Corey Conners stayed for a few extra days after the Open Championship a week and a half ago at Royal St. George’s before taking the 12-hour flight to Tokyo for this week’s men’s golf competition at the Olympics.
It was a smooth flight, according to Conners, and while the distance between Point A and Point B make them a world apart – not to mention factors such as culture, time difference and climate – so too does the contrast between the competition Conners and his Canadian partner Mackenzie Hughes last played and the one that gets underway Thursday in Japan.
The Open Championship is the oldest of the majors that the Canadian duo grew up with, a familiar highlight on the schedule each year, while the Olympics is something that wasn’t on the radar for golfers until 2016 when Graham DeLaet and David Hearn represented Canada in the men’s competition in Rio de Janiero.
“I think that this is the highest stage that you could represent your country on and I’m not sure either of us thought that this was a possibility when we were growing up, so really cool to be here and, yeah, to do it alongside Corey, who is a great friend of mine, I couldn’t ask for much more,” said Hughes.
The travel and time difference is worth it, according to Conners, who added that this new experience has already added something special before the competition even gets underway.
“I think it’s just such a unique experience and the Masters happens every year. It’s probably a goal of both of ours as junior golfers and amateur golfers to try to earn our way to Augusta one day,” said Conners.
“Golf hasn’t been in the Olympics for a number of years, since whatever, before 2016, but once that happened, I was definitely excited to try and qualify for a team and I think we’re definitely going to leave here and, regardless of the performance, going to take a lot from the week and being able to call myself a Olympian is definitely really special, “ he said.
Also special is the team feeling this week, something they’re not used to on tour.
Hughes says there’s a sense of unity as a team that also includes staff and coaches.

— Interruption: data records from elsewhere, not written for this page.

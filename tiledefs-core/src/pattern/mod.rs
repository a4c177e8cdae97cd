//! Pattern-based definition synthesis
//!
//! A definition whose name carries a pattern marker is not looked up by
//! name. It becomes a matcher: when a lookup misses, the matchers registered
//! for the key are tried and the first one that matches synthesizes a
//! concrete definition from its template.
//!
//! ```text
//! WILDCARD:news/*          name "news/sports"
//!   template /news.jsp       ──────────────▶  template /news.jsp
//!   body     /news/{1}.jsp                     body     /news/sports.jsp
//! ```
//!
//! Families are consulted in [`PatternConfig::families`] order, and within a
//! family in registration order. First match wins.

mod matcher;
mod substitute;

pub use matcher::{wildcard_to_regex, DefinitionPatternMatcher, PatternKind};
pub use substitute::{replace_placeholders, substitute_definition};

use crate::config::PatternConfig;
use crate::definition::{Definition, DefinitionMap};
use crate::error::Result;

/// Classifies pattern-marked names, compiles them and synthesizes from them
///
/// Holds no per-key state: the compiled matchers of a key live with that
/// key's loaded definitions, so a lookup always synthesizes from the same
/// snapshot it found its exact names in.
#[derive(Debug, Clone, Default)]
pub struct PatternResolver {
    config: PatternConfig,
}

impl PatternResolver {
    pub fn new(config: PatternConfig) -> Self {
        Self { config }
    }

    pub fn config(&self) -> &PatternConfig {
        &self.config
    }

    /// Family and bare pattern for `name`, if it is pattern-marked
    pub fn classify<'a>(&self, name: &'a str) -> Option<(PatternKind, &'a str)> {
        for kind in &self.config.families {
            if let Some(pattern) = name.strip_prefix(kind.prefix()) {
                return Some((*kind, pattern));
            }
        }

        if self.config.bare_wildcards
            && self.config.families.contains(&PatternKind::Wildcard)
            && name.contains('*')
        {
            return Some((PatternKind::Wildcard, name));
        }

        None
    }

    /// Split `definitions` into concrete definitions and compiled matchers
    ///
    /// Matchers keep registration order. `key` is only used for logging.
    pub fn store_definition_patterns<K: std::fmt::Debug>(
        &self,
        definitions: DefinitionMap,
        key: &K,
    ) -> Result<(DefinitionMap, Vec<DefinitionPatternMatcher>)> {
        let mut concrete = DefinitionMap::with_capacity(definitions.len());
        let mut matchers = Vec::new();

        for (name, definition) in definitions {
            match self.classify(&name) {
                Some((kind, pattern)) => {
                    matchers.push(DefinitionPatternMatcher::compile(kind, pattern, definition)?);
                }
                None => {
                    if self.has_disabled_prefix(&name) {
                        tracing::warn!(
                            definition = %name,
                            "pattern prefix of a disabled family; keeping as a plain name"
                        );
                    }
                    concrete.insert(name, definition);
                }
            }
        }

        tracing::debug!(
            key = ?key,
            patterns = matchers.len(),
            definitions = concrete.len(),
            "stored definition patterns"
        );

        Ok((concrete, matchers))
    }

    /// Synthesize a definition for `name` from `matchers`
    pub fn resolve_definition(
        &self,
        name: &str,
        matchers: &[DefinitionPatternMatcher],
    ) -> Option<Definition> {
        for kind in &self.config.families {
            for matcher in matchers.iter().filter(|m| m.kind() == *kind) {
                if let Some(definition) = matcher.create_definition(name) {
                    tracing::trace!(
                        definition = %name,
                        pattern = %matcher.pattern(),
                        family = %kind,
                        "synthesized definition from pattern"
                    );
                    return Some(definition);
                }
            }
        }

        None
    }

    fn has_disabled_prefix(&self, name: &str) -> bool {
        [PatternKind::Wildcard, PatternKind::Regexp]
            .iter()
            .any(|kind| !self.config.families.contains(kind) && name.starts_with(kind.prefix()))
    }
}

While most weeks on the PGA Tour, there’s a focus on FedEx Cup points and money, Olympic golf goes beyond the individual players.
“This week it’s not about any of that,” said Hughes.
“It’s just about making that podium, so it’s a bit of a different feel that way and you need to get off to a good start and get yourself in a good position. So, it will be a little bit of a different feel, but at the end of the day, it will be a lot of the same stuff that we do on a week-to-week basis, just the stage feels a bit bigger,” he added.
“Yeah, definitely feels special to put on the Canada shirt every morning, walking around with the Canadian flag on the golf bag and hat. It’s definitely a special feeling,” said Conners.
“‘I’ve been fortunate to represent Canada a number of times in amateur golf and junior golf and special every single time, but this has a little something extra and it definitely feels amazing to be representing Canada and, like he said, part of a team, but still obviously competing individually,” he added.
Hughes and Conners may be a long way from home, but they say they’re feeling the support of Canadians in Japan, particularly from their respective home towns of Dundas, Ont., and Listowel, Ont.
“Definitely tons of support from my hometown and people in Canada and I just feel like, yeah, people are very into the Olympics,” said Hughes.
“Every country is a little bit different, I guess, but I think in Canada we’re very proud of our own and very proud of our athletes and you definitely get that sense that all across the country. Whether you’re a golfer or not, people are pulling for you just as a Canadian, so it’s been really cool and it will be fun to be in the mix come Sunday for one of those medals,” he said.
“I know a lot of people back in my hometown are cheering me on. I got some pictures, people with Olympic flags kind of hanging outside their house and that’s really cool. I got a picture of a billboard that is in town with a picture of me, kind of, you know, cheering me on, supporting me,” added Conners.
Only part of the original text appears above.